All I wanted to know was, couldn't they have met during their long summer holidays and are the taxpayers going to be stiffed for the mileage? There wasn't much talk about eco footprints during Áine Lawlor's interview with Bertie Ahern on Tuesday's Morning Ireland (RTÉ Radio 1), it was more about pounding pavements on the election trail. Lawlor did a good job cutting through the flannel, or as she called it "reciting your successes", reminding him that a lot of voters on doorsteps will think "for every thing you have done there's a lot you have not done".
So Fianna Fáil has hit on the "look-what-it's-done-for-Al Gore" strategy of the environment. Listening to it must have given a hollow laugh to the thousands of commuters forced, through shockingly inept planning policies, to travel in their gas guzzlers for hours on end between their place of work and their poorly insulated new houses.
But what do those commuters listen to in the evening?
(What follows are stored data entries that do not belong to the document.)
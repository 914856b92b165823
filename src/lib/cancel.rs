//! Cooperative cancellation shared by every pipeline stage.
//!
//! A [`CancellationToken`] is a cloneable handle to one shared signal. Workers never poll a
//! flag in a loop: each blocking channel operation is a `crossbeam_channel::select!` that also
//! waits on [`CancellationToken::done`], a channel that never carries a message and becomes
//! disconnected the moment the token is cancelled.
//!
//! ```
//! use crossbeam_channel::{bounded, select};
//! use shardsplit_lib::cancel::CancellationToken;
//!
//! let token = CancellationToken::new();
//! let (_tx, rx) = bounded::<u32>(1);
//! token.cancel();
//!
//! select! {
//!     recv(token.done()) -> _ => assert!(token.is_cancelled()),
//!     recv(rx) -> _ => unreachable!("nothing was sent"),
//! }
//! ```

use std::fmt;
use std::sync::Arc;
use std::sync::atomic::{AtomicBool, Ordering};
use std::thread;
use std::time::Duration;

use crossbeam_channel::{Receiver, Sender, after, bounded, select};
use parking_lot::Mutex;

/// Why a token was cancelled.
#[derive(Debug, Clone, Copy, PartialEq, Eq)]
pub enum CancelReason {
    /// An explicit [`CancellationToken::cancel`] call.
    Requested,
    /// The deadline armed by [`CancellationToken::cancel_after`] passed.
    DeadlineExceeded,
    /// A pipeline stage failed and unwound its siblings.
    Failure,
}

impl fmt::Display for CancelReason {
    fn fmt(&self, f: &mut fmt::Formatter<'_>) -> fmt::Result {
        match self {
            Self::Requested => write!(f, "cancellation requested"),
            Self::DeadlineExceeded => write!(f, "deadline exceeded"),
            Self::Failure => write!(f, "another stage failed"),
        }
    }
}

struct Inner {
    cancelled: AtomicBool,
    reason: Mutex<Option<CancelReason>>,
    /// Dropped on cancellation, which disconnects `done`.
    trigger: Mutex<Option<Sender<()>>>,
    done: Receiver<()>,
}

/// Shared cancellation signal.
#[derive(Clone)]
pub struct CancellationToken {
    inner: Arc<Inner>,
}

impl CancellationToken {
    #[must_use]
    pub fn new() -> Self {
        let (trigger, done) = bounded(0);
        Self {
            inner: Arc::new(Inner {
                cancelled: AtomicBool::new(false),
                reason: Mutex::new(None),
                trigger: Mutex::new(Some(trigger)),
                done,
            }),
        }
    }

    /// Cancels the token with [`CancelReason::Requested`].
    pub fn cancel(&self) {
        self.cancel_with(CancelReason::Requested);
    }

    /// Cancels the token, recording `reason` if it is the first cancellation.
    ///
    /// Returns true if this call cancelled the token, false if it was already cancelled.
    pub fn cancel_with(&self, reason: CancelReason) -> bool {
        {
            let mut slot = self.inner.reason.lock();
            if slot.is_some() {
                return false;
            }
            *slot = Some(reason);
        }
        self.inner.cancelled.store(true, Ordering::SeqCst);
        drop(self.inner.trigger.lock().take());
        log::debug!("Cancellation signalled: {reason}");
        true
    }

    #[must_use]
    pub fn is_cancelled(&self) -> bool {
        self.inner.cancelled.load(Ordering::SeqCst)
    }

    /// The reason of the first cancellation, if any.
    #[must_use]
    pub fn reason(&self) -> Option<CancelReason> {
        *self.inner.reason.lock()
    }

    /// A channel that becomes ready (disconnected) once the token is cancelled.
    ///
    /// Intended for use as one arm of `crossbeam_channel::select!`.
    #[must_use]
    pub fn done(&self) -> &Receiver<()> {
        &self.inner.done
    }

    /// Blocks until the token is cancelled.
    pub fn wait(&self) {
        let _ = self.inner.done.recv();
    }

    /// Blocks until the token is cancelled or `timeout` elapses; returns true if cancelled.
    #[must_use]
    pub fn wait_timeout(&self, timeout: Duration) -> bool {
        let _ = self.inner.done.recv_timeout(timeout);
        self.is_cancelled()
    }

    /// Creates a token that is cancelled whenever this one is, but whose own cancellation
    /// does not reach this token.
    ///
    /// A helper thread links the two until either is cancelled, so callers should cancel the
    /// child (see [`CancellationToken::drop_guard`]) once it is no longer needed.
    #[must_use]
    pub fn child_token(&self) -> CancellationToken {
        let child = CancellationToken::new();
        if let Some(reason) = self.reason() {
            child.cancel_with(reason);
            return child;
        }

        let parent = self.clone();
        let linked = child.clone();
        let spawned = thread::Builder::new().name("cancel-link".to_string()).spawn(move || {
            select! {
                recv(parent.done()) -> _ => {
                    linked.cancel_with(parent.reason().unwrap_or(CancelReason::Requested));
                }
                recv(linked.done()) -> _ => {}
            }
        });
        if let Err(e) = spawned {
            log::warn!("Could not link child cancellation token: {e}");
            child.cancel_with(CancelReason::Failure);
        }
        child
    }

    /// Arms a deadline: the token is cancelled with [`CancelReason::DeadlineExceeded`] after
    /// `timeout` unless it was cancelled earlier.
    pub fn cancel_after(&self, timeout: Duration) {
        let token = self.clone();
        let spawned = thread::Builder::new().name("cancel-deadline".to_string()).spawn(move || {
            select! {
                recv(token.done()) -> _ => {}
                recv(after(timeout)) -> _ => {
                    token.cancel_with(CancelReason::DeadlineExceeded);
                }
            }
        });
        if let Err(e) = spawned {
            log::warn!("Could not arm cancellation deadline: {e}");
        }
    }

    /// Returns a guard that cancels this token when dropped.
    #[must_use]
    pub fn drop_guard(self) -> DropGuard {
        DropGuard { token: self }
    }
}

impl Default for CancellationToken {
    fn default() -> Self {
        Self::new()
    }
}

impl fmt::Debug for CancellationToken {
    fn fmt(&self, f: &mut fmt::Formatter<'_>) -> fmt::Result {
        f.debug_struct("CancellationToken").field("reason", &self.reason()).finish()
    }
}

/// Cancels its token on drop.
#[derive(Debug)]
pub struct DropGuard {
    token: CancellationToken,
}

impl Drop for DropGuard {
    fn drop(&mut self) {
        self.token.cancel();
    }
}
The battle for the evening drive-time audience is hotting up with Today with Matt Cooper (Today FM, weekdays) gaining in the latest round of listenership figures. While his show has a way to go in terms of numbers, it must see itself as serious competition to RTÉ Radio 1's drive-time offering which is now called, with a staggering leap of imagination, Drivetime. In the main, it's the old Five Seven Live formula, but instead of going from 5pm to 7pm - or more logically going head-to-head with Today FM and starting at 4.30pm - the new programme notionally goes from 5pm to 8pm. But it does no such thing. It's three separate programmes - Mary Wilson with news, Des Cahill on sport and a programme presented by Dave Fanning that doesn't quite know what it is.
The only things linking them is the name, the long list of contact details the presenters read out and the weird musical ident that interrupts every now and again and sounds like a mistake. It's an odd formula because there's such a high potential for switch-off at the end of each segment.
Mary Wilson is going to be great though, and not just because she has a fantastic radio voice. She's familiar to us as RTÉ's legal affairs correspondent, where she skilfully reported on the most complex of cases and showed a most unusual facility for maintaining absolute reporter impartiality while coming over as a warm, empathetic person.
But she's going to have to toughen up and show a little bit of attitude. She learned a hard lesson on her first day, Monday, from Minister for Enterprise, Trade and Employment Micheál Martin, whose ability to talk at length without actually saying anything is a wonder to behold. He gave his full "we're great and without us ye'd all be barefoot and starving" spiel, and Wilson didn't seem able to interrupt him or even get some of her questions across.
Pat Rabitte turned up with Matt Cooper (Tuesday) to talk about the Fine Gael/Labour "if-you-can-have-a-think-in-so-can-we" meeting in Mullingar. Cooper was straight in with "this is just Punch and Judy politics" - an opening salvo guaranteed to draw listeners in. Rabitte sounded curiously muted - maybe someone has advised him to quieten down in an effort to try to sound more statesmanlike, but he simply sounded bored. On Thursday's Morning Ireland, Cathal MacCoille fetched up at the Green Party's think-in (they're all at it) and gamely tried to get Trevor Sargent to name a single, specific policy. Despite MacCoille's trademark forthright questioning, the Green Party leader remained determinedly and frustratingly vague.
Des Cahill's Drivetime segment had good interviews this week, particularly Michel Platini (Tuesday) and Nick Faldo (Wednesday), but he's also on during Wilson's precious 90 minutes, giving tedious sports reports after every news bulletin. That's a lot of sport.
Some months ago, head of radio Adrian Moynes, during an interview, made a right bags of describing Dave Fanning's new programme - it sounded like they were making it up as they went along. There's a bit more talk, but it's the same music-dominated show Fanning has been doing on 2FM, so why move it? And to a time slot that's ideally suited to a straightforward arts and culture show. Surely it can't be too late for another think-in in Montrose?